Data records -
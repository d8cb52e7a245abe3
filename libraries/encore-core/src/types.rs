//! Core data types shared between the player and its collaborators

use crate::error::Result;
use crate::traits::StreamHandle;
use serde::{Deserialize, Serialize};
use std::sync::Arc;
use std::time::Duration;
use tokio::sync::oneshot;

/// A queued playable item
///
/// Tracks are immutable values: the player clones them into its queue and
/// drops them on removal, clear or reset.
#[derive(Debug, Clone, PartialEq, Eq, Serialize, Deserialize)]
pub struct Track {
    /// Resolver-specific identifier
    pub id: String,

    /// Display name
    pub name: String,

    /// Track length
    pub duration: Duration,
}

impl Track {
    pub fn new(id: impl Into<String>, name: impl Into<String>, duration: Duration) -> Self {
        Self {
            id: id.into(),
            name: name.into(),
            duration,
        }
    }
}

/// A resolved, playable stream location
#[derive(Debug, Clone, PartialEq, Eq)]
pub struct StreamSource {
    /// Track this source was resolved from
    pub track_id: String,

    /// Sink-specific location (URL, path, ...)
    pub location: String,

    /// Stream length, when the resolver knows it
    pub duration: Option<Duration>,
}

/// A live streaming operation opened by a `StreamSink`
///
/// The completion receiver yields `Ok(())` on a benign end of stream and an
/// error when streaming broke. A dropped sender counts as end of stream.
pub struct StreamSession {
    /// Control handle for pause/stop
    pub handle: Arc<dyn StreamHandle>,

    /// Fires once when the stream ends
    pub completion: oneshot::Receiver<Result<()>>,
}

impl StreamSession {
    /// Create a session and the sender used to signal its completion
    pub fn new(handle: Arc<dyn StreamHandle>) -> (Self, oneshot::Sender<Result<()>>) {
        let (tx, rx) = oneshot::channel();
        (
            Self {
                handle,
                completion: rx,
            },
            tx,
        )
    }
}

impl std::fmt::Debug for StreamSession {
    fn fmt(&self, f: &mut std::fmt::Formatter<'_>) -> std::fmt::Result {
        f.debug_struct("StreamSession").finish_non_exhaustive()
    }
}
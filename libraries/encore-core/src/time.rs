//! Track length text helpers
//!
//! Upstream catalogs describe lengths as clock text (`"4:05"`, `"1:02:33"`).

use std::time::Duration;

const UNITS: [u64; 3] = [1, 60, 3600];

/// Parse `"s"`, `"m:ss"` or `"h:mm:ss"` into a duration
///
/// Returns `None` for more than three fields or any non-numeric field.
pub fn parse_length_text(text: &str) -> Option<Duration> {
    let parts: Vec<&str> = text.trim().split(':').collect();
    if parts.len() > UNITS.len() {
        return None;
    }

    let mut secs = 0u64;
    for (part, unit) in parts.iter().rev().zip(UNITS) {
        let n: u64 = part.parse().ok()?;
        secs = secs.checked_add(n.checked_mul(unit)?)?;
    }

    Some(Duration::from_secs(secs))
}

/// Render a duration as `m:ss`, or `h:mm:ss` past one hour
pub fn format_length(duration: Duration) -> String {
    let total = duration.as_secs();
    let (hours, minutes, seconds) = (total / 3600, (total % 3600) / 60, total % 60);

    if hours > 0 {
        format!("{}:{:02}:{:02}", hours, minutes, seconds)
    } else {
        format!("{}:{:02}", minutes, seconds)
    }
}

Work instructions -
On how many lines of the material does the word "impl" appear? Reply with the number alone.

Exercise answer -
4